43. I do not accept that at the time the applicant left India he had any fear of being harmed, either by the woman’s husband or by other Hindus. It follows that I do not accept anyone intending to harm him has approached his family since he left.
44. Therefore I find that he does not have a well-founded fear of being persecuted for a Convention reason in India.
45. Are there substantial grounds for believing that, as a necessary and foreseeable consequence of [the Applicant] being removed from Australia to India, there is a real risk he will suffer significant harm?
46. The applicant made clear that his only fear of harm in India related to the events described above. Relying on the above reasons I find there are no substantial grounds for believing that, as a necessary and foreseeable consequence of his being removed from Australia to India, there is a real risk he will suffer significant harm.
In view of these findings the Tribunal affirmed the Delegate’s decision not to grant the Applicant a Protection Visa. The Tribunal found that it was not satisfied that the Applicant was a person of whom Australia had protection obligations under the Refugees Convention and the Applicant did not satisfy the criterion set out in s.36(2)(a) of the Migration Act. Having come to that conclusion, the Tribunal considered the alternative criterion in s.36(2)(aa) and found that the Applicant was not a person of whom Australia had complementary protection obligations thereunder.
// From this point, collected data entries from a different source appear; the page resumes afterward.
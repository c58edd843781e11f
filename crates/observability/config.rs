use std::env;
use tracing::Level;

#[derive(Clone)]
pub(crate) struct ServiceContext {
    pub(crate) service_name: String,
    pub(crate) environment: String,
    pub(crate) component: String,
}

#[derive(Clone)]
pub(crate) struct ObservabilityConfig {
    pub(crate) service_context: ServiceContext,
    /// Used when `RUST_LOG` is unset.
    pub(crate) default_level: Level,
    pub(crate) ansi: bool,
    /// Warnings captured during config parsing so they can be logged after tracing is initialized.
    pub(crate) warnings: Vec<String>,
}

impl ObservabilityConfig {
    pub(crate) fn from_env(component: &str) -> Self {
        let component = component.trim().to_string();
        let mut warnings = Vec::new();

        let service_name = env_string("SERVICE_NAME")
            .filter(|v| !v.is_empty())
            .unwrap_or_else(|| component.clone());

        let environment = env_string("STAGE")
            .filter(|v| !v.is_empty())
            .unwrap_or_else(|| "local".to_string());

        let default_level = match env_string("LOG_LEVEL") {
            Some(raw) if !raw.trim().is_empty() => parse_level(&raw).unwrap_or_else(|| {
                warnings.push(format!("LOG_LEVEL is invalid (value: {raw}); defaulting to INFO"));
                Level::INFO
            }),
            _ => Level::INFO,
        };

        let ansi = match env_string("LOG_ANSI") {
            Some(raw) => env_bool(&raw).unwrap_or_else(|| {
                warnings.push(format!("LOG_ANSI is invalid (value: {raw}); keeping colors on"));
                true
            }),
            None => true,
        };

        Self {
            service_context: ServiceContext {
                service_name,
                environment,
                component,
            },
            default_level,
            ansi,
            warnings,
        }
    }
}

fn parse_level(input: &str) -> Option<Level> {
    match input.trim().to_ascii_lowercase().as_str() {
        "error" => Some(Level::ERROR),
        "warn" | "warning" => Some(Level::WARN),
        "info" => Some(Level::INFO),
        "debug" => Some(Level::DEBUG),
        "trace" => Some(Level::TRACE),
        _ => None,
    }
}

fn env_string(key: &str) -> Option<String> {
    env::var(key).ok()
}

pub fn env_bool(raw: &str) -> Option<bool> {
    match raw.trim().to_ascii_lowercase().as_str() {
        "1" | "true" | "t" | "yes" | "y" | "on" => Some(true),
        "0" | "false" | "f" | "no" | "n" | "off" => Some(false),
        _ => None,
    }
}

#[cfg(test)]
mod tests {
    use super::*;

    #[test]
    fn levels_parse_case_insensitively() {
        assert_eq!(parse_level(" Debug "), Some(Level::DEBUG));
        assert_eq!(parse_level("warning"), Some(Level::WARN));
        assert_eq!(parse_level("loud"), None);
    }

    #[test]
    fn bools_accept_common_spellings() {
        assert_eq!(env_bool("YES"), Some(true));
        assert_eq!(env_bool("off"), Some(false));
        assert_eq!(env_bool("maybe"), None);
    }
}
Grounds of Attack in this Court on Tribunal Decision
There are three unparticularised grounds relied upon in the Application filed by the Applicant in this Court on 6 November 2014.
1.
I am at shock to know why the Tribunal Refused my
application
2.
I do believe that the Tribunal made an error because the
Tribunal misunderstood my claim
3.
I ask the Honourable Court to assist me in this matter
because I am Refugee and my life is at risk [sic].
All of these three grounds are redolent of merits review rather than jurisdictional error.
The Applicant tendered the transcript of the hearing before the Tribunal and took me in particular to various passages at pages 3, 5, 6, 8, 10, 11, 12, 13, 16, 17, 24, 26 and 32 thereof. However the submissions which were made to me by the Applicant through his interpreter in connection with those transcript pages all concerned disagreement with the factual findings of the Tribunal.
I have read the whole of the transcript of the Tribunal hearing to see if it is otherwise suggestive of any obviously arguable ground for the Court to find jurisdictional error. I have not been able to do so.
The hearing appears to have been conducted with courtesy and respect. The Tribunal member asked many seemingly relevant and pertinent questions relating to factual matters, including about perceived inconsistencies between the Applicant’s written statement to the Department and his version of events at the Tribunal hearing.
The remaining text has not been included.